Employment law reforms (and rumours)
3 September 2024
Since the King’s Speech on 17 July 2024, and throughout Parliament’s summer recess (which ended on 2 September), we have been waiting for further details of the Government’s proposed employment law reforms. A new Employment Rights Bill, promised in the King’s Speech, has not yet been published although the Government has committed to introducing it in Parliament within the first 100 days of taking power.
In anticipation of a draft Employment Rights Bill appearing imminently, what do we know so far? There have been several confirmed decisions as well as rumours of what we might expect to be included.
Here’s a round-up of what we know so far.
Trade unions and industrial action
The Government has already confirmed its intention to repeal the Strikes (Minimum Service Levels) Act 2023, which introduced a new requirement for minimum service levels to be met in key public services during periods of industrial action. The Act was highly criticised by trade unions, and the Government committed to repealing it in its election manifesto.
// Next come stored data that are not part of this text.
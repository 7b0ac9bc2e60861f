use serde::{Deserialize, Serialize};
use serde_json::{Map, Value};

use super::lenient;

/// Student or mentor profile
///
/// The record is kept exactly as the client sent it (name, email, bio,
/// company, ...) so a ranked mentor is echoed back unchanged. The fields that
/// feed the scoring engine are read from it once, leniently, into a typed
/// view; a field with the wrong JSON type is treated as absent there but
/// stays untouched in the record.
#[derive(Debug, Clone, Default, PartialEq, Serialize, Deserialize)]
#[serde(from = "Map<String, Value>", into = "Map<String, Value>")]
pub struct Profile {
    fields: ScoringFields,
    record: Map<String, Value>,
}

#[derive(Debug, Clone, Default, PartialEq, Deserialize)]
struct ScoringFields {
    #[serde(default, deserialize_with = "lenient::skills")]
    skills: Option<Vec<Skill>>,
    #[serde(default, deserialize_with = "lenient::industry")]
    industry: Option<Industry>,
    #[serde(default, deserialize_with = "lenient::strings")]
    interests: Option<Vec<String>>,
    #[serde(default, deserialize_with = "lenient::text")]
    location: Option<String>,
    #[serde(rename = "experienceYears", default, deserialize_with = "lenient::number")]
    experience_years: Option<f64>,
    #[serde(default, deserialize_with = "lenient::number")]
    rating: Option<f64>,
    #[serde(rename = "totalMentees", default, deserialize_with = "lenient::count")]
    total_mentees: Option<u32>,
}

impl From<Map<String, Value>> for Profile {
    fn from(record: Map<String, Value>) -> Self {
        // Scoring fields are optional and lenient; reading them from an object cannot fail
        let fields = ScoringFields::deserialize(&Value::Object(record.clone())).unwrap_or_default();
        Self { fields, record }
    }
}

impl From<Profile> for Map<String, Value> {
    fn from(profile: Profile) -> Self {
        profile.record
    }
}

impl Profile {
    /// The record as received
    pub fn record(&self) -> &Map<String, Value> {
        &self.record
    }

    pub fn into_record(self) -> Map<String, Value> {
        self.record
    }

    /// Skill names as sent, in input order
    pub fn skill_names(&self) -> impl Iterator<Item = &str> {
        self.fields.skills.iter().flatten().map(Skill::name)
    }

    pub fn interests(&self) -> impl Iterator<Item = &str> {
        self.fields.interests.iter().flatten().map(String::as_str)
    }

    /// Industry identifier, if the profile carries one
    pub fn industry_id(&self) -> Option<&IndustryId> {
        self.fields.industry.as_ref().and_then(|industry| industry.id.as_ref())
    }

    pub fn location(&self) -> Option<&str> {
        self.fields.location.as_deref()
    }

    /// Years of experience, defaulting to 0
    pub fn experience(&self) -> f64 {
        self.fields.experience_years.unwrap_or(0.0)
    }

    /// Mentor rating, defaulting to 0
    pub fn rating_or_default(&self) -> f64 {
        self.fields.rating.unwrap_or(0.0)
    }

    /// Mentor's total mentee count, defaulting to 0
    pub fn mentees_or_default(&self) -> u32 {
        self.fields.total_mentees.unwrap_or(0)
    }
}

/// Skill entry, either `{ "id": 1, "name": "React" }` or a bare name
#[derive(Debug, Clone, PartialEq, Deserialize)]
#[serde(untagged)]
pub enum Skill {
    Named(NamedSkill),
    Plain(String),
}

impl Skill {
    pub fn name(&self) -> &str {
        match self {
            Skill::Named(skill) => &skill.name,
            Skill::Plain(name) => name,
        }
    }
}

#[derive(Debug, Clone, PartialEq, Deserialize)]
pub struct NamedSkill {
    pub name: String,
}

/// Industry reference; only the identifier takes part in matching
#[derive(Debug, Clone, Default, PartialEq, Deserialize)]
pub struct Industry {
    #[serde(default, deserialize_with = "lenient::industry_id")]
    pub id: Option<IndustryId>,
    #[serde(default, deserialize_with = "lenient::text")]
    pub name: Option<String>,
}

/// Industry identifier, numeric or textual
#[derive(Debug, Clone, PartialEq, Eq, Hash, Deserialize)]
#[serde(untagged)]
pub enum IndustryId {
    Number(i64),
    Text(String),
}

/// Mentor record with its compatibility score attached
#[derive(Debug, Clone, PartialEq, Serialize, Deserialize)]
pub struct ScoredMentor {
    #[serde(flatten)]
    pub mentor: Map<String, Value>,
    #[serde(rename = "matchScore")]
    pub match_score: u8,
}

/// Event feedback as stored and returned by the feedback endpoints
#[derive(Debug, Clone, PartialEq, Serialize, Deserialize)]
#[serde(rename_all = "camelCase")]
pub struct Feedback {
    pub id: String,
    pub event_id: String,
    pub event_name: String,
    pub rating: u8,
    pub event_experience: u8,
    pub speaker_interaction: u8,
    pub session_relevance: u8,
    pub suggestions: String,
    pub created_at: chrono::DateTime<chrono::Utc>,
}

/// Entry of the event catalog
#[derive(Debug, Clone, PartialEq, Eq, Serialize, Deserialize)]
pub struct EventInfo {
    pub id: String,
    pub name: String,
}

#[cfg(test)]
mod tests {
    use super::*;
    use serde_json::json;

    #[test]
    fn test_profile_from_frontend_shape() {
        let profile: Profile = serde_json::from_value(json!({
            "id": 103,
            "name": "Raj Patel",
            "skills": [{"id": 7, "name": "Java"}, {"id": 8, "name": "Spring Boot"}],
            "interests": ["Backend Development", "System Design"],
            "location": "Bangalore",
            "industry": {"id": 1, "name": "Technology"},
            "experienceYears": 12,
            "rating": 4.7,
            "totalMentees": 20
        }))
        .unwrap();

        assert_eq!(profile.skill_names().collect::<Vec<_>>(), vec!["Java", "Spring Boot"]);
        assert_eq!(profile.industry_id(), Some(&IndustryId::Number(1)));
        assert_eq!(profile.location(), Some("Bangalore"));
        assert_eq!(profile.experience(), 12.0);
        assert_eq!(profile.rating_or_default(), 4.7);
        assert_eq!(profile.mentees_or_default(), 20);
        assert_eq!(profile.record().get("name"), Some(&json!("Raj Patel")));
    }

    #[test]
    fn test_malformed_fields_fall_back_to_defaults() {
        let profile: Profile = serde_json::from_value(json!({
            "skills": null,
            "interests": "not a list",
            "industry": "Technology",
            "rating": "n/a",
            "totalMentees": -3
        }))
        .unwrap();

        assert_eq!(profile.skill_names().count(), 0);
        assert_eq!(profile.interests().count(), 0);
        assert!(profile.industry_id().is_none());
        assert_eq!(profile.rating_or_default(), 0.0);
        assert_eq!(profile.mentees_or_default(), 0);
    }

    #[test]
    fn test_bare_string_skill() {
        let profile: Profile = serde_json::from_value(json!({
            "skills": ["Rust", {"name": "Go"}, 42]
        }))
        .unwrap();

        assert_eq!(profile.skill_names().collect::<Vec<_>>(), vec!["Rust", "Go"]);
    }

    #[test]
    fn test_scored_mentor_echoes_record() {
        let input = json!({
            "id": 7,
            "name": "Ana",
            "skills": [{"id": 1, "name": "Python", "level": "expert"}],
            "industry": {"id": "fin", "name": "Finance"},
            "rating": 4.5
        });
        let mentor: Profile = serde_json::from_value(input.clone()).unwrap();
        let scored = ScoredMentor { mentor: mentor.into_record(), match_score: 42 };

        let mut expected = input;
        expected["matchScore"] = json!(42);
        assert_eq!(serde_json::to_value(&scored).unwrap(), expected);
    }

    #[test]
    fn test_malformed_fields_echo_unchanged() {
        let input = json!({
            "id": 1,
            "experienceYears": 12,
            "industry": "Technology",
            "interests": ["A", 3],
            "rating": "n/a",
            "skills": ["X", 42],
            "totalMentees": -3
        });
        let profile: Profile = serde_json::from_value(input.clone()).unwrap();

        assert_eq!(profile.skill_names().collect::<Vec<_>>(), vec!["X"]);
        assert_eq!(profile.interests().collect::<Vec<_>>(), vec!["A"]);
        assert_eq!(profile.experience(), 12.0);
        assert_eq!(serde_json::to_value(&profile).unwrap(), input);
    }

    #[test]
    fn test_non_object_profile_rejected() {
        assert!(serde_json::from_value::<Profile>(json!("mentor")).is_err());
        assert!(serde_json::from_value::<Profile>(json!([1, 2])).is_err());
    }
}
The Act will be repealed under the forthcoming Employment Rights Bill, and any existing minimum service level regulations introduced under the 2023 Act will lapse once the Employment Bill is granted Royal Assent. In the interim period, the Government is “strongly” encouraging employers to seek alternative mechanisms for dispute resolution, including voluntary agreements, rather than imposing minimum service levels.
According to the Government’s latest policy paper: “The upcoming Employment Rights Bill will remove barriers to effective collective action and strengthen the rights of working people by empowering workers to organise collectively through trade unions”. The Bill is likely to include the repeal of the Trade Union Act 2016, which placed restrictions on the organisation of lawful industrial action and may also simplify the statutory recognition procedure.
Unfair dismissal – probationary periods
One of the Government’s key policies is the introduction of ‘day one’ employment rights, entitling ‘workers’ to the right to take parental leave, receive statutory sick pay and protection from unfair dismissal from the first day of employment. Note that the King’s Speech background briefing notes expressly refer to ‘workers’, although it is not clear whether the intention is to extend current rights to include ‘workers’ as well as employees (or whether the reference is to ‘workers’ in the non-technical sense).
We don’t yet have any details of the Government’s plans to extend unfair dismissal rights. The background briefing notes state: “we will continue to ensure employers can operate probationary periods to assess new hires”. This suggests that employers may be able to dismiss new hires during a probationary period without following a thorough and lengthy termination procedure, but this has not yet been confirmed and we have no details on what length of probationary period will be permitted.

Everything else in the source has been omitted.